Samples represent steps in the chain of treatments applied to the original Source.
Extracts refer to the extracted nucleic acid used in the experiment. If you need to represent separate nucleic acid extraction and chromatin immunoprecipitation steps in your SDRF, we recommend that you use two Extract steps.
- Labeled Extract
The Labeled Extracts in an experiment are those materials which have been conjugated to a label of some kind, prior to hybridization on an array. A Label column must be included with the Labeled Extract Name column to indicate which label was used.
The assay/hybridization is a key section in the SDRF, since it connects the "materials" area of the SDRF from the "data" area. Describe assays using arrays (Hybridization) or assays not using arrays (Assay). Note that the values in Assay Name/Hybridization Name columns may be used in Data Matrix files to link columns of data to individual assays/hybridizations.
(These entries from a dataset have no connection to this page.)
// SPDX-License-Identifier: Apache-2.0
//! Typed expression IR.
//!
//! The IR is an indexed array of tagged nodes, never a pointer graph.
//! Sharing is by construction: the builder content-addresses each node's
//! canonical encoding and returns the existing index on a hit, so two
//! structurally identical subexpressions occupy one slot. State-bearing and
//! closure nodes are identity-bearing and exempt from deduplication.
//!
//! Worlds map onto node families:
//! - signal: `Const`/`Param`/`Time`/`Dt`/`Map`/`Zip`/`Closure`/`Combine`
//!   plus the memory nodes `Delay`/`Integrate`/`SampleHold`,
//! - field: `Broadcast`/`FieldSource`/`FieldMap`/`FieldZip`/`FieldZipSig`
//!   (lazy; materialized only by render sinks and `ReduceField`),
//! - event: `Pulse`/`Rising`/`EventDiv`/`EventOr`.

mod builder;
mod kernel;

pub use builder::{BuildError, BuiltIr, IrBuilder, RenderSpec};
pub use kernel::{EaseKind, Kernel, KernelError};

use std::sync::Arc;

use crate::combine::CombineMode;
use crate::ident::BlockId;
use crate::types::TypeDesc;
use crate::value::Value;

/// Dense index of a node within a program's node array.
#[repr(transparent)]
#[derive(Debug, Clone, Copy, PartialEq, Eq, PartialOrd, Ord, Hash)]
#[cfg_attr(feature = "serde", derive(serde::Serialize, serde::Deserialize))]
pub struct IrId(pub u32);

impl IrId {
    /// Placeholder used for deferred inputs of memory nodes inside feedback
    /// cycles; link resolution (Pass 8) patches these before scheduling.
    pub const PENDING: Self = Self(u32::MAX);

    /// Index into the node array.
    #[must_use]
    pub const fn index(self) -> usize {
        self.0 as usize
    }
}

/// Which table a [`ValueRef`] addresses.
#[derive(Debug, Clone, Copy, PartialEq, Eq, Hash)]
#[cfg_attr(feature = "serde", derive(serde::Serialize, serde::Deserialize))]
#[cfg_attr(feature = "serde", serde(rename_all = "lowercase"))]
pub enum RefKind {
    /// Compile-time constant; `id` indexes the const pool.
    ScalarConst,
    /// Signal-world node; `id` indexes the node array.
    Sig,
    /// Field-world expression node; `id` indexes the node array.
    FieldExpr,
    /// Event-world node; `id` indexes the node array.
    Event,
}

/// Opaque reference to a value produced somewhere in the IR.
#[derive(Debug, Clone, Copy, PartialEq, Eq, Hash)]
#[cfg_attr(feature = "serde", derive(serde::Serialize, serde::Deserialize))]
pub struct ValueRef {
    /// Which table `id` addresses.
    pub kind: RefKind,
    /// Index into the const pool (`ScalarConst`) or node array (others).
    pub id: u32,
}

impl ValueRef {
    /// The node this reference addresses, if it addresses one.
    #[must_use]
    pub const fn node(self) -> Option<IrId> {
        match self.kind {
            RefKind::ScalarConst => None,
            RefKind::Sig | RefKind::FieldExpr | RefKind::Event => Some(IrId(self.id)),
        }
    }
}

/// Stable identifier for a node's persistent state across program swaps.
///
/// Keys are `(block, internal)`: the owning patch block plus a block-local
/// discriminator. Program swaps migrate state forward exactly when the key
/// and the node's [`StateKind`] both match.
#[derive(Debug, Clone, Copy, PartialEq, Eq, PartialOrd, Ord, Hash)]
pub struct StateKey {
    /// Owning patch block.
    pub block: BlockId,
    /// Block-local discriminator (`"delay"`, `"integrate"`, ...).
    pub internal: &'static str,
}

impl StateKey {
    /// Constructs a key.
    #[must_use]
    pub const fn new(block: BlockId, internal: &'static str) -> Self {
        Self { block, internal }
    }
}

/// Kind tag used when matching state entries across swaps.
#[derive(Debug, Clone, Copy, PartialEq, Eq, Hash)]
pub enum StateKind {
    /// One-frame delay line.
    Delay,
    /// Running integral.
    Integrate,
    /// Sample-and-hold latch.
    SampleHold,
    /// Previous-sample memory for edge/wrap detection.
    EdgeDetect,
    /// Pulse-division counter.
    Counter,
}

/// Per-element generator kinds for [`IrNode::FieldSource`].
#[derive(Debug, Clone, Copy, PartialEq, Eq, Hash)]
#[cfg_attr(feature = "serde", derive(serde::Serialize, serde::Deserialize))]
#[cfg_attr(feature = "serde", serde(rename_all = "lowercase"))]
pub enum FieldSourceKind {
    /// Element index as a float.
    Index,
    /// Index normalized to `[0, 1]` (`unit` domain).
    UnitCoord,
    /// Grid position normalized to `[0, 1]²` (`point` domain); line domains
    /// place elements along the x axis.
    GridPos,
}

/// Reduction mode for [`IrNode::ReduceField`].
#[derive(Debug, Clone, Copy, PartialEq, Eq, Hash)]
#[cfg_attr(feature = "serde", derive(serde::Serialize, serde::Deserialize))]
#[cfg_attr(feature = "serde", serde(rename_all = "lowercase"))]
pub enum ReduceMode {
    /// Arithmetic mean.
    Mean,
    /// Sum.
    Sum,
    /// Minimum.
    Min,
    /// Maximum.
    Max,
}

/// Per-frame evaluation context passed to closure nodes.
#[derive(Debug, Clone, Copy)]
pub struct EvalCtx {
    /// Monotonic host time in milliseconds (never wrapped by the runtime).
    pub t_ms: f64,
    /// Frame delta in milliseconds, already speed-scaled.
    pub dt_ms: f64,
    /// Monotonic frame counter.
    pub frame: u64,
}

/// Boxed closure acting as an opaque IR leaf (the V1 bridge escape hatch).
#[derive(Clone)]
pub struct OpaqueFn(pub Arc<dyn Fn(&EvalCtx) -> Value + Send + Sync>);

impl core::fmt::Debug for OpaqueFn {
    fn fmt(&self, f: &mut core::fmt::Formatter<'_>) -> core::fmt::Result {
        f.write_str("OpaqueFn")
    }
}

/// One IR node. Variants are a closed set; polymorphic behavior lives in
/// kernels and block compile functions, never in node subtyping.
#[derive(Debug, Clone)]
pub enum IrNode {
    /// Constant view of a const-pool slot.
    Const {
        /// Index into the const pool.
        const_id: u32,
    },
    /// Live block parameter; reads the program's param table, which Class A
    /// swaps retune in place without structural replacement.
    Param {
        /// Index into the param table.
        param_id: u32,
    },
    /// Monotonic host time in milliseconds.
    Time,
    /// Speed-scaled frame delta in milliseconds.
    Dt,
    /// Unary kernel application over a signal.
    Map {
        /// Input node.
        src: IrId,
        /// Pure kernel.
        kernel: Kernel,
    },
    /// N-ary kernel application over signals.
    Zip {
        /// Input nodes, kernel argument order.
        srcs: Vec<IrId>,
        /// Pure kernel.
        kernel: Kernel,
    },
    /// Opaque closure leaf (V1 bridge).
    Closure {
        /// The wrapped closure.
        f: OpaqueFn,
        /// Static type the closure promises to produce.
        ty: TypeDesc,
    },
    /// Multi-writer combine; inputs in canonical writer order.
    Combine {
        /// Combine mode.
        mode: CombineMode,
        /// Writer nodes in `(sort_key, id)` order.
        srcs: Vec<IrId>,
    },
    /// One-frame delay. Output is last frame's input; state-bearing.
    Delay {
        /// Input node (deferred inside feedback cycles).
        src: IrId,
        /// Const-pool index of the initial value.
        init_const: u32,
    },
    /// Running integral `state += src * dt_seconds`; output is the state
    /// before this frame's commit.
    Integrate {
        /// Input node (deferred inside feedback cycles).
        src: IrId,
    },
    /// Latches `src` whenever `trigger` pulses; output is the held value.
    SampleHold {
        /// Sampled input (deferred inside feedback cycles).
        src: IrId,
        /// Event node that triggers the latch.
        trigger: IrId,
    },
    /// Lifts a signal to a field (same value for every element).
    Broadcast {
        /// Signal input.
        src: IrId,
    },
    /// Per-element generator over a domain.
    FieldSource {
        /// Node producing the `Value::Domain` artifact.
        domain: IrId,
        /// Generator kind.
        kind: FieldSourceKind,
    },
    /// Unary kernel over each element of a field.
    FieldMap {
        /// Field input.
        src: IrId,
        /// Pure kernel.
        kernel: Kernel,
    },
    /// Element-wise kernel over several fields.
    FieldZip {
        /// Field inputs, kernel argument order.
        srcs: Vec<IrId>,
        /// Pure kernel.
        kernel: Kernel,
    },
    /// Element-wise kernel combining one field with per-frame signals.
    /// Kernel arguments are `[element, sig0, sig1, ...]`.
    FieldZipSig {
        /// Field input.
        field: IrId,
        /// Signal inputs appended to each element.
        sigs: Vec<IrId>,
        /// Pure kernel.
        kernel: Kernel,
    },
    /// Reduces a field to a signal; the one place fields materialize outside
    /// render sinks.
    ReduceField {
        /// Field input.
        field: IrId,
        /// Reduction mode.
        mode: ReduceMode,
    },
    /// Pulses when a phase signal wraps (current < previous); state-bearing.
    Pulse {
        /// Phase input.
        src: IrId,
    },
    /// Pulses on a rising edge of a boolean/numeric signal; state-bearing.
    Rising {
        /// Signal input.
        src: IrId,
    },
    /// Passes every `n`-th pulse; state-bearing counter.
    EventDiv {
        /// Event input.
        src: IrId,
        /// Division factor (≥ 1).
        n: u32,
    },
    /// Fires when any input fires this frame.
    EventOr {
        /// Event inputs.
        srcs: Vec<IrId>,
    },
}

impl IrNode {
    /// State kind for state-bearing nodes, `None` otherwise.
    ///
    /// Swap-time migration copies state forward only between nodes of equal
    /// kind; everything else reinitializes.
    #[must_use]
    pub const fn state_kind(&self) -> Option<StateKind> {
        match self {
            Self::Delay { .. } => Some(StateKind::Delay),
            Self::Integrate { .. } => Some(StateKind::Integrate),
            Self::SampleHold { .. } => Some(StateKind::SampleHold),
            Self::Pulse { .. } | Self::Rising { .. } => Some(StateKind::EdgeDetect),
            Self::EventDiv { .. } => Some(StateKind::Counter),
            _ => None,
        }
    }

    /// True when the node's output breaks dependency cycles: its frame value
    /// derives from state, not from its current-frame inputs.
    #[must_use]
    pub const fn breaks_cycles(&self) -> bool {
        matches!(
            self,
            Self::Delay { .. } | Self::Integrate { .. } | Self::SampleHold { .. }
        )
    }

    /// Input node ids used for scheduling.
    ///
    /// Memory nodes report their deferred inputs as *commit* dependencies
    /// via [`IrNode::commit_deps`], not here; their frame value needs no
    /// inputs at all.
    pub fn schedule_deps(&self, out: &mut Vec<IrId>) {
        match self {
            Self::Const { .. }
            | Self::Param { .. }
            | Self::Time
            | Self::Dt
            | Self::Closure { .. }
            | Self::Delay { .. }
            | Self::Integrate { .. } => {}
            Self::SampleHold { trigger, .. } => out.push(*trigger),
            Self::Map { src, kernel: _ }
            | Self::Broadcast { src }
            | Self::FieldMap { src, kernel: _ }
            | Self::Pulse { src }
            | Self::Rising { src }
            | Self::EventDiv { src, .. } => out.push(*src),
            Self::Zip { srcs, kernel: _ }
            | Self::Combine { srcs, .. }
            | Self::FieldZip { srcs, kernel: _ }
            | Self::EventOr { srcs } => out.extend_from_slice(srcs),
            Self::FieldSource { domain, .. } => out.push(*domain),
            Self::FieldZipSig { field, sigs, .. } => {
                out.push(*field);
                out.extend_from_slice(sigs);
            }
            Self::ReduceField { field, .. } => out.push(*field),
        }
    }

    /// Node ids that must be evaluated before this node's end-of-frame state
    /// commit. Empty for stateless nodes.
    pub fn commit_deps(&self, out: &mut Vec<IrId>) {
        match self {
            Self::Delay { src, .. } | Self::Integrate { src } => {
                if *src != IrId::PENDING {
                    out.push(*src);
                }
            }
            Self::SampleHold { src, trigger } => {
                if *src != IrId::PENDING {
                    out.push(*src);
                }
                out.push(*trigger);
            }
            Self::Pulse { src } | Self::Rising { src } | Self::EventDiv { src, .. } => {
                out.push(*src);
            }
            _ => {}
        }
    }
}

#[cfg(test)]
mod tests {
    use super::*;

    #[test]
    fn memory_nodes_break_cycles_and_carry_state() {
        let delay = IrNode::Delay {
            src: IrId(3),
            init_const: 0,
        };
        assert!(delay.breaks_cycles());
        assert_eq!(delay.state_kind(), Some(StateKind::Delay));

        let map = IrNode::Map {
            src: IrId(1),
            kernel: Kernel::Abs,
        };
        assert!(!map.breaks_cycles());
        assert_eq!(map.state_kind(), None);
    }

    #[test]
    fn delay_defers_its_input_to_commit_time() {
        let delay = IrNode::Delay {
            src: IrId(7),
            init_const: 0,
        };
        let mut sched = Vec::new();
        delay.schedule_deps(&mut sched);
        assert!(sched.is_empty());

        let mut commit = Vec::new();
        delay.commit_deps(&mut commit);
        assert_eq!(commit, vec![IrId(7)]);
    }

    #[test]
    fn pending_inputs_are_not_reported_as_deps() {
        let delay = IrNode::Delay {
            src: IrId::PENDING,
            init_const: 0,
        };
        let mut commit = Vec::new();
        delay.commit_deps(&mut commit);
        assert!(commit.is_empty());
    }
}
If desired, the act of scanning the hybridized array may be represented as a distinct node in the experimental graph, and encoded in the SDRF using Scan Name columns. These columns are optional, but can be useful in cases where e.g. multiple scans have been made of a single hybridized array, but where the data files do not explicitly reflect this. Note that the values in Scan Name columns may be used in Data Matrix files to link columns of data to individual scanning events.
- Array Data File
Similarly to the use of Scan Name columns above, it is possible to represent the act of normalizing your data independently from the listing of data files themselves. This is done using the optional Normalization Name column.
- Derived Array Data File
The processed data files which have been derived from the raw data should be listed in an Derived Array Data File column. Note that this generally only applies to processed data arranged into one file per assay/hybridization (or scan, or normalization). If your files contain processed data columns for more than one assay/hybridization, you should reformat these into the MAGE-TAB Data Matrix format and include them instead in a Derived Array Data Matrix File column.
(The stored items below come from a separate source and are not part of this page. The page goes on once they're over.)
// SPDX-License-Identifier: Apache-2.0
//! Passes 6–8: block lowering, bus sanity, link resolution.
//!
//! Blocks lower in the deterministic topological order from Pass 4. Hidden
//! providers compile exactly like visible blocks. Inputs arrive as the
//! combined `ValueRef`s planned in Pass 5 with edge transform chains
//! applied; a memory block's deferred input is withheld here and patched in
//! link resolution once every producer exists, which is what lets feedback
//! compile at all.

use std::collections::BTreeMap;

use crate::block::{Artifact, ArtifactValue, BlockArgs, BlockCompile, SlotDef, V1Args};
use crate::combine::{CombineMode, CombineWhen};
use crate::compile::Session;
use crate::diag::{DiagCode, Diagnostic, GraphLoc};
use crate::ir::{IrId, IrNode, Kernel, RefKind, ValueRef};
use crate::patch::{Block, Edge, ParamBinding};
use crate::transform::{CompileStepError, ParamRefs};
use crate::types::World;

pub(crate) fn run(session: &mut Session<'_>) {
    // Pass 6: lower blocks in topological order.
    let order = session.order.clone();
    for block_id in order {
        lower_block(session, block_id);
    }
    // Pass 7: bus sanity. Buses are plain blocks, so this is only an
    // invariant check: every bus input must have produced a combine node.
    bus_sanity(session);
    // Pass 8: link resolution for deferred memory inputs and anything the
    // plans left pending.
    let fixups = std::mem::take(&mut session.fixups);
    for (node, block_id, slot_id) in fixups {
        let Some(block) = session.patch.block(&block_id).cloned() else {
            continue;
        };
        let slot = session
            .blocks
            .get(&block.ty)
            .and_then(|def| def.input(slot_id))
            .cloned();
        let Some(slot) = slot else { continue };
        let Some(resolved) = resolve_input(session, &block, &slot) else {
            continue;
        };
        if let Err(err) = session.builder.patch_deferred_src(node, resolved) {
            session.diags.push(
                Diagnostic::error(DiagCode::Internal, format!("link resolution failed: {err}"))
                    .at(GraphLoc::Block(block_id)),
            );
        }
    }
}

fn lower_block(session: &mut Session<'_>, block_id: crate::ident::BlockId) {
    let Some(block) = session.patch.block(&block_id).cloned() else {
        return;
    };
    let Some(def) = session.blocks.get(&block.ty) else {
        return;
    };
    let compile = def.compile;
    let deferred = def.deferred_input;
    let slots: Vec<SlotDef> = def.inputs.to_vec();
    let output_defs: Vec<(&'static str, crate::types::TypeDesc)> =
        def.outputs.iter().map(|o| (o.id, o.ty)).collect();

    let mut inputs: BTreeMap<&'static str, ValueRef> = BTreeMap::new();
    for slot in &slots {
        if deferred == Some(slot.id) {
            continue;
        }
        let Some(resolved) = resolve_input(session, &block, slot) else {
            return; // Diagnostic already recorded.
        };
        inputs.insert(slot.id, resolved);
    }

    let outputs = match compile {
        BlockCompile::V2(f) => {
            let args = BlockArgs {
                id: block_id,
                params: &block.params,
                inputs: &inputs,
            };
            match f(&args, &mut session.builder) {
                Ok(outputs) => outputs,
                Err(err) => {
                    session.diags.push(
                        Diagnostic::error(
                            DiagCode::BlockCompileFailed,
                            format!("block type {:?} failed to compile: {err}", block.ty),
                        )
                        .at(GraphLoc::Block(block_id)),
                    );
                    return;
                }
            }
        }
        BlockCompile::V1(f) => {
            let const_inputs: BTreeMap<&'static str, Option<crate::value::Value>> = inputs
                .iter()
                .map(|(slot, r)| (*slot, session.builder.const_value(*r).cloned()))
                .collect();
            let args = V1Args {
                id: block_id,
                params: &block.params,
                inputs: &const_inputs,
            };
            match f(&args) {
                Ok(artifacts) => bridge_v1(session, &output_defs, artifacts),
                Err(err) => {
                    session.diags.push(
                        Diagnostic::error(
                            DiagCode::BlockCompileFailed,
                            format!("block type {:?} failed to compile: {err}", block.ty),
                        )
                        .at(GraphLoc::Block(block_id)),
                    );
                    return;
                }
            }
        }
    };

    if let Some(slot_id) = deferred {
        // Convention: a memory block's sole output IS its memory node.
        if let Some(out) = outputs.get("out") {
            session.fixups.push((IrId(out.id), block_id, slot_id));
        }
    }
    for (out_id, r) in outputs {
        session.outputs.insert((block_id, out_id.to_owned()), r);
    }
}

/// Bridges V1 artifacts to refs: constants become const nodes, closures
/// become closure leaves.
fn bridge_v1(
    session: &mut Session<'_>,
    output_defs: &[(&'static str, crate::types::TypeDesc)],
    artifacts: BTreeMap<&'static str, Artifact>,
) -> BTreeMap<&'static str, ValueRef> {
    let mut outputs = BTreeMap::new();
    for (out_id, artifact) in artifacts {
        let declared = output_defs
            .iter()
            .find(|(id, _)| *id == out_id)
            .map(|(_, ty)| *ty)
            .unwrap_or(artifact.ty);
        let r = match artifact.value {
            ArtifactValue::Const(v) => {
                if declared.world == World::Scalar {
                    session.builder.scalar_const(&v)
                } else {
                    session.builder.sig_const(&v)
                }
            }
            ArtifactValue::Closure(f) => session.builder.closure(f, declared),
        };
        outputs.insert(out_id, r);
    }
    outputs
}

/// Resolves one input slot: producer refs through their edge plans, then
/// the slot's combine policy.
fn resolve_input(session: &mut Session<'_>, block: &Block, slot: &SlotDef) -> Option<ValueRef> {
    let plan = session
        .input_plans
        .get(&(block.id, slot.id.to_owned()))?
        .clone();
    let mut writers = Vec::with_capacity(plan.edges.len());
    for edge_id in &plan.edges {
        let edge = session.patch.edge(edge_id)?.clone();
        let key = (edge.from.block, edge.from.slot.clone());
        let Some(producer) = session.outputs.get(&key).copied() else {
            session.diags.push(
                Diagnostic::error(
                    DiagCode::Internal,
                    "producer output missing during lowering",
                )
                .at(GraphLoc::Edge(*edge_id)),
            );
            return None;
        };
        writers.push(apply_edge_plan(session, &edge, producer));
    }

    if writers.len() == 1 && plan.policy.when == CombineWhen::Multi {
        return writers.pop();
    }
    Some(lower_combine(session, plan.policy.mode, &writers))
}

/// Emits the combine for a writer list. Signal and event writers get a
/// `Combine` node; lazy field writers fold structurally.
fn lower_combine(session: &mut Session<'_>, mode: CombineMode, writers: &[ValueRef]) -> ValueRef {
    let any_field = writers.iter().any(|r| r.kind == RefKind::FieldExpr);
    if !any_field {
        return session.builder.combine(mode, writers);
    }
    match mode {
        CombineMode::Sum => fold_fields(session, writers, Kernel::Add),
        CombineMode::Merge => fold_fields(session, writers, Kernel::Max),
        CombineMode::Latest | CombineMode::Array | CombineMode::Error => {
            // Field worlds have no per-frame value list to collect; latest
            // keeps the final writer, which the canonical order makes
            // deterministic.
            writers.last().copied().unwrap_or(ValueRef {
                kind: RefKind::FieldExpr,
                id: 0,
            })
        }
    }
}

fn fold_fields(session: &mut Session<'_>, writers: &[ValueRef], kernel: Kernel) -> ValueRef {
    let mut iter = writers.iter().copied();
    let Some(first) = iter.next() else {
        return ValueRef {
            kind: RefKind::FieldExpr,
            id: 0,
        };
    };
    iter.fold(first, |acc, next| session.builder.zip(&[acc, next], kernel))
}

/// Applies one edge's planned transform chain to the producer ref.
///
/// Lens parameter bindings resolve to literal consts, declared defaults,
/// wire outputs, or bus outputs; an unresolvable binding or failing compile
/// step reports a diagnostic and skips the step, leaving the chain's value
/// flowing.
fn apply_edge_plan(session: &mut Session<'_>, edge: &Edge, producer: ValueRef) -> ValueRef {
    let Some(plan) = session.edge_plans.get(&edge.id).cloned() else {
        return producer;
    };
    let transforms = session.transforms;
    let mut current = producer;
    for step in &plan.steps {
        let Some(def) = transforms.get(step.name) else {
            continue; // Typecheck reported it.
        };
        let mut params = ParamRefs::new();
        let mut resolvable = true;
        for spec in def.params {
            let binding = step
                .params
                .get(spec.name)
                .cloned()
                .unwrap_or(ParamBinding::Default);
            let resolved = match binding {
                ParamBinding::Literal(v) => Some(session.builder.scalar_const(&v)),
                ParamBinding::Default => Some(session.builder.scalar_const(&spec.default)),
                ParamBinding::Wire(port) => session
                    .outputs
                    .get(&(port.block, port.slot.clone()))
                    .copied(),
                ParamBinding::Bus(bus) => {
                    session.outputs.get(&(bus, "out".to_owned())).copied()
                }
            };
            match resolved {
                Some(r) => {
                    params.insert(spec.name, r);
                }
                None => {
                    session.diags.push(
                        Diagnostic::warning(
                            DiagCode::UnresolvedParamBinding,
                            format!(
                                "param {:?} of transform {:?} is unresolvable; step skipped",
                                spec.name, step.name
                            ),
                        )
                        .at(GraphLoc::Edge(edge.id)),
                    );
                    resolvable = false;
                }
            }
        }
        if !resolvable {
            continue;
        }
        match (def.compile)(current, &params, &mut session.builder) {
            Ok(next) => current = next,
            Err(CompileStepError::Build(err)) => {
                session.diags.push(
                    Diagnostic::error(DiagCode::Internal, format!("transform lowering failed: {err}"))
                        .at(GraphLoc::Edge(edge.id)),
                );
            }
            Err(err) => {
                session.diags.push(
                    Diagnostic::warning(
                        DiagCode::UnresolvedParamBinding,
                        format!("transform {:?} skipped: {err}", step.name),
                    )
                    .at(GraphLoc::Edge(edge.id)),
                );
            }
        }
    }
    current
}

/// Pass 7: every bus input must have lowered to a combine node.
fn bus_sanity(session: &mut Session<'_>) {
    let buses: Vec<_> = session.patch.bus_blocks().map(|b| b.id).collect();
    for bus in buses {
        let combined = session.outputs.get(&(bus, "out".to_owned())).copied();
        let is_combine = combined.is_some_and(|r| {
            matches!(
                session.builder.node(IrId(r.id)),
                Some(IrNode::Combine { .. })
            )
        });
        if !is_combine {
            session.diags.push(
                Diagnostic::error(
                    DiagCode::Internal,
                    "bus input did not lower to a combine node",
                )
                .at(GraphLoc::Bus(bus)),
            );
        }
    }
}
The "Name" and "File" node columns are linked by "Protocol REF" columns which represent the graph edges (Protocol REF is the only type of edge possible). Furthermore, each node and edge column may be associated with one or more attribute columns containing annotation, e.g., "Source Name" may be associated with "Provider"; "Parameter Value " with "Unit". In each case the attribute column follows immediately after the respective node or edge column. Similarly, where ontology terms are used a "Term Source REF" column should follow immediately to the right of the column containing the actual ontology terms (see example).
The list in the table below summarizes which label tags can follow each node identifier in the table, and which modifier tags may be used:
|Source Name||Characteristics, Provider, Material Type, Description, Comment|
|Sample Name||Characteristics, Material Type, Description, Comment|
|Extract Name||Characteristics, Material Type, Description, Comment|
|Labeled Extract Name||Characteristics, Material Type, Description, Label, Comment|
|Hybridization Name||Array Data File, Derived Array Data File, Array Data Matrix File, Derived Array Data Matrix File, Array Design File / REF, Technology Type, Comment|
|Assay Name||Technology Type, Array Data File, Derived Array Data File, Array Data Matrix File, Derived Array Data Matrix File, Array Design File / REF, Comment|
|Scan Name||Array Data File, Derived Array Data File, Array Data Matrix File, Derived Array Data Matrix File, Comment|
|Normalization Name||Derived Array Data File, Derived Array Data Matrix File, Comment|
|Array Data File||Comment|
|Derived Array Data File||Comment|
|Array Data Matrix File||Comment|
|Derived Array Data Matrix File||Comment|
|Array Design File / REF||Term Source REF, Comment|
|Protocol REF||Term Source REF, Parameter, Performer, Date, Comment|
|Characteristics||Unit, Term Source REF|
|Material Type||Term Source REF|
|Technology Type||Term Source REF|
|Label||Term Source REF|
|Factor Value()||Unit, Term Source REF|
|Unit, Comment, Term Source REF||Unit|
|Term Source REF||Description|
|Term Source REF||Term Accession Number|
|Term Accession Number||Comment|
Element column headers in the SDRF, except for Protocol REF, must occur in the following order and with the following cardinalities. The attributes of an element or of another attribute must follow the attributed element or attribute without any intervening element or attribute. When an element or attribute has more than one attribute, there is no ordering defined for that set, except:
- Factor Value: must occur after all element nodes and the attributes of those element nodes.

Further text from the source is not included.